Defendem que os Réus litigam de má fé pois o contrato não foi reduzido a escritura pública a pedido e por interesse dos Réus alegando que não era necessário, pois eram todos conhecidos e sérios; mais de quinze anos decorreram desde a ocupação até à propositura da acção e sempre os Réus autorizaram e aprovaram as obras de remodelação, evidenciando contentamento por beneficiarem o prédio; invocam o regime decorrente do RAU e do NRAU para contrariar o vício decorrente da falta de escritura pública e, à cautela, a actuação dos Réus em abuso de direito, ao invocarem a nulidade por violação da sua confiança na estabilidade do contrato.

Os Réus treplicaram, impugnando os documentos juntos e reiterando que o procurador lhes ocultou os contornos da situação que só conheceram com a propositura da acção.

Realizado o Julgamento, foi proferida sentença a julgar a acção improcedente por não provada, absolvendo-se os Réus dos pedidos formulados pelo Autor.

2.

Inconformado apelou o A., impugnando, desde logo, a decisão proferida acerca da matéria de facto; tal impugnação foi, porém, julgada improcedente, salvo no que toca à eliminação do ponto 17 dos factos provados, o que conduziu à estabilização do seguinte quadro factual: 1. Foi outorgado por escrito, em l7 de Agosto de 1993, um documento intitulado de "contrato de arrendamento" entre DD (sendo referido que na qualidade de procurador de BB, ora Réu) e AA, tendo sido dado de arrendamento ao Autor o rés-do-chão do prédio urbano sito no lugar de …, freguesia de Estorãos [alínea A) dos factos assentes e fls. 12113, cujo teor por brevitatis causa se dá por integralmente reproduzido].

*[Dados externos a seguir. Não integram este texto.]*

//! Prior knowledge for newly expanded nodes.
//!
//! Every child gets a virtual count and a value from a static heuristic of
//! the placement: larger pieces, more new attach points and blocked opponent
//! attach points are better, and early in the game pieces closer to the
//! centre are preferred. The best move of a node gets `PRIOR_VALUE_MAX`,
//! the others decay exponentially with their heuristic distance to it.

use crate::board::Board;
use crate::catalog::Move;
use crate::constants::{
    PRIOR_ATTACH_WEIGHT, PRIOR_CENTER_PIECES, PRIOR_CENTER_WEIGHT, PRIOR_COUNT, PRIOR_DECAY,
    PRIOR_VALUE_MAX, PRIOR_VALUE_MIN,
};
use crate::shared::SharedConst;

/// Initial statistics of a new child node.
#[derive(Clone, Copy, Debug, PartialEq)]
pub struct ChildInit {
    pub mv: Move,
    pub value: f32,
    pub count: u32,
}

/// Generator of the children of a node. Owns scratch buffers, so each worker
/// keeps its own instance.
#[derive(Default)]
pub struct PriorKnowledge {
    moves: Vec<Move>,
    heuristic: Vec<f64>,
}

impl PriorKnowledge {
    pub fn new() -> Self {
        Self::default()
    }

    /// Generate the children for the color to play on `bd`.
    ///
    /// With `prune_symmetric` only one move of each pair of mirrored moves is
    /// generated. If the color to play has no move, a single pass child is
    /// generated.
    pub fn gen_children(
        &mut self,
        bd: &Board,
        shared: &SharedConst,
        prune_symmetric: bool,
        children: &mut Vec<ChildInit>,
    ) {
        children.clear();
        let c = bd.to_play();
        let bc = bd.board_const();
        bd.gen_moves(c, &mut self.moves);

        let considered = shared.pieces_considered(bd.nu_onboard_pieces(), false);
        if self
            .moves
            .iter()
            .any(|&mv| considered.contains(bc.move_info(mv).piece()))
        {
            self.moves
                .retain(|&mv| considered.contains(bc.move_info(mv).piece()));
        }
        if prune_symmetric {
            let all = std::mem::take(&mut self.moves);
            self.moves.extend(all.iter().copied().filter(|&mv| {
                match bc.symmetric_move(mv) {
                    Some(symm) => symm >= mv || all.binary_search(&symm).is_err(),
                    None => true,
                }
            }));
        }
        if self.moves.is_empty() {
            children.push(ChildInit {
                mv: Move::PASS,
                value: 0.5,
                count: 0,
            });
            return;
        }

        self.heuristic.clear();
        let mut max_h = f64::MIN;
        for &mv in &self.moves {
            let h = heuristic(bd, mv);
            max_h = max_h.max(h);
            self.heuristic.push(h);
        }
        children.extend(self.moves.iter().zip(&self.heuristic).map(|(&mv, &h)| {
            let value = PRIOR_VALUE_MIN
                + (PRIOR_VALUE_MAX - PRIOR_VALUE_MIN) * (-PRIOR_DECAY * (max_h - h)).exp();
            ChildInit {
                mv,
                value: value as f32,
                count: PRIOR_COUNT,
            }
        }));
    }
}

/// Static evaluation of a move of the color to play.
fn heuristic(bd: &Board, mv: Move) -> f64 {
    let c = bd.to_play();
    let bc = bd.board_const();
    let geo = bd.geometry();
    let info = bc.move_info(mv);
    let ext = bc.move_info_ext(mv);

    let new_attach = ext
        .attach_points()
        .iter()
        .filter(|&&p| !bd.is_forbidden(p, c) && !bd.is_attach_point(p, c))
        .count();
    let second = bd.second_color(c);
    let blocked = info
        .points()
        .iter()
        .filter(|&&p| {
            bd.variant()
                .colors()
                .filter(|&o| o != c && o != second)
                .any(|o| bd.is_attach_point(p, o) && !bd.is_forbidden(p, o))
        })
        .count();

    let mut h = info.size() as f64 + PRIOR_ATTACH_WEIGHT * (new_attach + blocked) as f64;
    if bd.nu_onboard_pieces_of(c) < PRIOR_CENTER_PIECES {
        let d = info
            .points()
            .iter()
            .map(|&p| geo.center_distance(p))
            .fold(f64::MAX, f64::min);
        h -= PRIOR_CENTER_WEIGHT * d;
    }
    h
}

#[cfg(test)]
mod tests {
    use super::*;
    use crate::shared::SharedParams;
    use crate::variant::Variant;

    fn children(bd: &Board, prune: bool) -> Vec<ChildInit> {
        let shared = SharedConst::new(bd, bd.to_play(), SharedParams::default());
        let mut prior = PriorKnowledge::new();
        let mut out = Vec::new();
        prior.gen_children(bd, &shared, prune, &mut out);
        out
    }

    #[test]
    fn test_values_in_range() {
        let bd = Board::new(Variant::Classic);
        let out = children(&bd, false);
        assert!(!out.is_empty());
        for child in &out {
            assert!(child.value >= PRIOR_VALUE_MIN as f32 - 1e-6);
            assert!(child.value <= PRIOR_VALUE_MAX as f32 + 1e-6);
            assert_eq!(child.count, PRIOR_COUNT);
            // Early in the game only the largest pieces are considered.
            assert_eq!(bd.board_const().move_info(child.mv).size(), 5);
        }
        let best = out.iter().map(|c| c.value).fold(0.0, f32::max);
        assert!((best - PRIOR_VALUE_MAX as f32).abs() < 1e-6);
    }

    #[test]
    fn test_symmetric_pruning() {
        let bd = Board::new(Variant::Duo);
        let all = children(&bd, false);
        let pruned = children(&bd, true);
        assert!(pruned.len() <= all.len());
        let bc = bd.board_const();
        for child in &pruned {
            let symm = bc.symmetric_move(child.mv).unwrap();
            assert!(symm == child.mv || !pruned.iter().any(|c| c.mv == symm));
        }
    }
}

2. Pelo prazo de um ano, com inicio em 1 de Setembro de 1993 [alínea B) dos factos assentes].

3. Pela renda anual de € 240.000$00/ € 1.197,11 a pagar em duodécimos de 20.000$00/ € 99,76 na residência dos senhorios ou de quem legalmente os representar, até ao primeiro dia útil do mês a que respeitar [alínea C) dos factos assentes].

4. Para o destinar a pub-disco [alínea D) dos factos assentes].

5. Em 27 de Agosto de 1987 no Consulado de Portugal em Versalhes os Réus declararam constituir seu procurador DD a quem conferiam poderes para dar de arrendamento nos termos e condições que entendesse, prédio ou partes de prédio que lhes pertencessem, sitos em Fafe, podendo o inquilino ser o próprio representante, para requerer vistorias a prédios sitos no mesmo concelho a fim de lhes ser concedida a respetiva licença de utilização, para os representar junto da Câmara Municipal de Fafe ou do Governo Civil de Braga a fim de requerer licenças ou outros documentos relativos a instalação de quaisquer estabelecimentos nos ditos prédios; para os representar junto da Repartição de Finanças, podendo participar prédios, contratos de arrendamentos, declarações de rendas e acompanhar quaisquer procedimentos fiscais, praticando e requerendo tudo quanto se tornasse necessário para requerer registos, averbamentos e cancelamentos e finalmente para requerer, praticar e assinar tudo o que se tornasse necessário para os referidos fins [documento de fls, 179 - aditamento ao abrigo do disposto no artigo 5° n° 2 alínea a) do Código de Processo Civil].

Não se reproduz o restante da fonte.